Identifying pin defects using a microscope is highly subjective, time-consuming, and error-prone.
This article is adapted from a presentation at TestConX, March 5-8, 2023, Mesa, AZ, by Vijayakumar Thangamariappan, Nidhi Agrawal, Jason Kim, Constantinos Xanthopoulos, Ira Leventhal, and Ken Butler, Advantest America Inc., and Joe Xiao, Essai, Advantest Group.
Test sockets have a key role to play in the semiconductor test industry. A socket serves as the critical interface between a tester and device under test (DUT). Although seemingly simple in concept, a socket can have thousands of pins, depending on the number of I/O connections to the target device. A typical socket size might be 150mm x 200mm x 25mm, and protruding pin height may be about 50 to 250 micron (figure 1). Manufacturers may produce thousands of sockets per month or more, and each pin of each socket must be inspected so that pin defects do not impact semiconductor production test and cause expensive downtime.
Fig. 1: A socket (top) may include thousands of pins, shown back (bottom left) and front (bottom right).
During socket assembly, several problems can arise. Too much pressure may be applied, one or more holes may be skipped, a pin meant for one hole may be inserted in another, or foreign material may contaminate a pin location. Figure 2 shows several defect types, including apparent pin defects caused by image capture errors.
Fig. 2: Pins can exhibit several defects, some of which may be artifacts of the imaging system.
Traditionally, an inspection engineer has used a microscope to identify pin defects. But even for a highly trained engineer, the process is highly subjective, time-consuming and error-prone. The manual approach makes it particularly difficult to identify mixed-pin issues, which occur when a pin meant for one hole is inserted into another, and wrong pin issues, which occur when a pin meant for one socket type is inserted into another (figure 3).
Fig. 3: Manual inspection makes identifying mixed-pin (left) and wrong-pin (right) issues difficult.
In addition, manual inspection is difficult to scale for high-volume manufacturing. In general, it can lead to test escapes, reducing customer satisfaction, functionality, reliability, efficiency and productivity. A single pin failure can lead to system application failure or damage to the DUT, and a defect found at a customer site would require tester downtime to troubleshoot. Once the defective pin is identified, the socket assembly will require rework and retest, negatively impacting production throughput and imposing shipping delays.
Consequently, it becomes desirable to automate the inspection process by applying artificial intelligence and machine learning. The first step involves considering concepts such as object classification and object detection. Object classification returns the class of an object, such as “cat” (figure 4, left). Object classification provides no localization information regarding the position of the object—it merely indicates whether an object of a particular class, such as “cat,” is or is not present. In contrast, object detection identifies the classes of objects in an image (for example, “dog” and “cat” in figure 4, right) and surrounds them with bounding boxes (green and red rectangles in figure 4, right) to indicate their locations.
Fig. 4: Object classification can identify the class of an object in an image (left), while object detection identifies object classes and locates them within bounding boxes (right).
For socket pin-defect inspection, object detection is the preferred approach.
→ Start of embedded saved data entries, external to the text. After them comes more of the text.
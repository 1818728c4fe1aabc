// ============================================================
// Layer 5 - Recurrent-only Builder
// ============================================================
// Basic LSTM classifier without a convolutional encoder:
//
//   input [batch, T, F]
//     → LSTM(hidden_units), keep the final hidden state
//     → Dropout(dropout)          (LSTMs overfit quickly)
//     → Dense(dense_units, relu)
//     → Dense(output_classes, softmax)
//   output [batch, output_classes]

use burn::{
    nn::{
        lstm::{Lstm, LstmConfig},
        Dropout, DropoutConfig,
        Linear, LinearConfig,
    },
    prelude::*,
    tensor::activation::{relu, softmax},
};

use crate::domain::shape::InputShape;
use crate::ml::{
    check_dropout, check_input, check_units,
    summary::LayerSummary,
    ModelConfigError, SequenceClassifier,
};

#[derive(Config, Debug)]
pub struct LstmClassifierConfig {
    pub input_shape:    InputShape,
    pub output_classes: usize,
    #[config(default = 100)]
    pub hidden_units:   usize,
    #[config(default = 0.5)]
    pub dropout:        f64,
    #[config(default = 100)]
    pub dense_units:    usize,
}

impl LstmClassifierConfig {
    pub fn init<B: Backend>(&self, device: &B::Device) -> LstmClassifier<B> {
        let lstm    = LstmConfig::new(self.input_shape.features, self.hidden_units, true).init(device);
        let dropout = DropoutConfig::new(self.dropout).init();
        let hidden  = LinearConfig::new(self.hidden_units, self.dense_units).init(device);
        let output  = LinearConfig::new(self.dense_units, self.output_classes).init(device);
        LstmClassifier {
            lstm, dropout, hidden, output,
            timesteps:      self.input_shape.timesteps,
            features:       self.input_shape.features,
            output_classes: self.output_classes,
        }
    }

    pub fn validate(&self) -> Result<(), ModelConfigError> {
        check_input(self.input_shape, self.output_classes)?;
        check_units("lstm", self.hidden_units)?;
        check_units("dense", self.dense_units)?;
        check_dropout("dropout", self.dropout)
    }

    pub fn layers(&self) -> Vec<LayerSummary> {
        vec![
            LayerSummary::new("Lstm", self.hidden_units.to_string(), vec![self.hidden_units]),
            LayerSummary::new("Dropout", self.dropout.to_string(), vec![self.hidden_units]),
            LayerSummary::new("Dense", format!("{}, relu", self.dense_units), vec![self.dense_units]),
            LayerSummary::new(
                "Dense",
                format!("{}, softmax", self.output_classes),
                vec![self.output_classes],
            ),
        ]
    }
}

/// Build the recurrent-only classifier with default hyperparameters.
pub fn make_lstm<B: Backend>(
    input_shape:    InputShape,
    output_classes: usize,
    device:         &B::Device,
) -> LstmClassifier<B> {
    LstmClassifierConfig::new(input_shape, output_classes).init(device)
}

#[derive(Module, Debug)]
pub struct LstmClassifier<B: Backend> {
    pub lstm:           Lstm<B>,
    pub dropout:        Dropout,
    pub hidden:         Linear<B>,
    pub output:         Linear<B>,
    pub timesteps:      usize,
    pub features:       usize,
    pub output_classes: usize,
}

impl<B: Backend> LstmClassifier<B> {
    /// input: [batch, timesteps, features] → [batch, output_classes]
    pub fn forward(&self, input: Tensor<B, 3>) -> Tensor<B, 2> {
        let (_, state) = self.lstm.forward(input, None);
        let x = self.dropout.forward(state.hidden);
        let x = relu(self.hidden.forward(x));
        softmax(self.output.forward(x), 1)
    }
}

impl<B: Backend> SequenceClassifier<B> for LstmClassifier<B> {
    fn probabilities(&self, input: Tensor<B, 3>) -> Tensor<B, 2> {
        self.forward(input)
    }

    fn input_shape(&self) -> InputShape {
        InputShape::new(self.timesteps, self.features)
    }

    fn output_units(&self) -> usize {
        self.output_classes
    }
}

#[cfg(test)]
mod tests {
    use super::*;
    use burn::backend::NdArray;
    use pretty_assertions::assert_eq;

    type TestBackend = NdArray;

    #[test]
    fn test_output_matches_class_count() {
        let device = Default::default();
        let model  = make_lstm::<TestBackend>(InputShape::new(20, 3), 9, &device);

        let out = model.forward(Tensor::zeros([4, 20, 3], &device));
        assert_eq!(out.dims(), [4, 9]);
    }

    #[test]
    fn test_rows_are_probability_distributions() {
        let device = Default::default();
        let model  = make_lstm::<TestBackend>(InputShape::new(12, 3), 5, &device);

        let input  = Tensor::<TestBackend, 3>::ones([2, 12, 3], &device);
        let sums   = model.forward(input).sum_dim(1).into_data().to_vec::<f32>().unwrap();
        for s in sums {
            assert!((s - 1.0).abs() < 1e-4, "row sums to {s}");
        }
    }

    #[test]
    fn test_topology_is_deterministic() {
        let a = LstmClassifierConfig::new(InputShape::new(500, 3), 9);
        let b = LstmClassifierConfig::new(InputShape::new(500, 3), 9);
        assert_eq!(a.layers(), b.layers());

        let device = Default::default();
        let m1 = a.init::<TestBackend>(&device);
        let m2 = b.init::<TestBackend>(&device);
        assert_eq!(m1.num_params(), m2.num_params());
    }

    #[test]
    fn test_defaults_follow_reference_architecture() {
        let cfg = LstmClassifierConfig::new(InputShape::new(500, 3), 9);
        assert_eq!(cfg.hidden_units, 100);
        assert_eq!(cfg.dropout, 0.5);
        assert_eq!(cfg.dense_units, 100);
        assert_eq!(cfg.layers().last().unwrap().output_shape, vec![9]);
    }
}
For object classification, limited interpretability (that is, distinguishing the class of “good pins” from the class of “defective pins”) makes identifying corrective actions difficult, and background variability (such as socket surface patterns) greatly affects results. In contrast, object detection can help identify and locate different object types, with background variability ignored.
Having decided on object detection, we evaluated three object-detection algorithms:
Training these algorithms requires many images for every class of object of interest. Because the pin defect rate in a manufacturing line is low and some defect types are rare, it is difficult to select a balanced dataset. Our approach was to group all defective pins under a single class named “defective.” We then defined two additional classes, “big pin” and “small pin,” to train a single three-class model. Each pin image has a size of 792 by 792 pixels.
Figure 5 shows our training and validation dataset on the left and the number of defect types that make up our “defective” class on the right.
Fig. 5: The defective class in the training dataset (left) includes jammed pin, missing pin, foreign material (FM), bent pin, image capture error (ICE) and wrong pin defects (right).
We next employed the semiautomated bounding box preparation process outlined in figure 6.
Fig. 6: Bounding box preparation requires a five-step process.
The steps are as follows:
Figure 7 outlines the confusion matrix of possible outcomes. False positives imply test escapes, while false negatives require more time to evaluate bad images.
Fig. 7: In this confusion matrix, false positives imply test escapes and false negatives require more time to investigate.
To evaluate algorithm performance, we focused on time and accuracy as key metrics. Speed is crucial because the model will be deployed in a post-assembly socket manufacturing line. In addition, high-volume manufacturing generates a large amount of input data, so a model that can predict an object class quickly is necessary. Accuracy is necessary to minimize false negatives and prevent test escapes.
To measure the inference time of all three models, we deployed them on Amazon EC2 instances, which are commonly used to host machine-learning models used in image classification and object detection. We chose instance type g4dn.16xlarge, which has an NVIDIA Tesla T4 16-GB GPU. Table 1 shows the results.
Table 1: Model inference time.
The Faster R-CNN algorithm required the longest processing time, as expected, because it has a two-layer network architecture. YOLO and SSD have single-layer architectures and had shorter inference times, with YOLO outperforming the other two.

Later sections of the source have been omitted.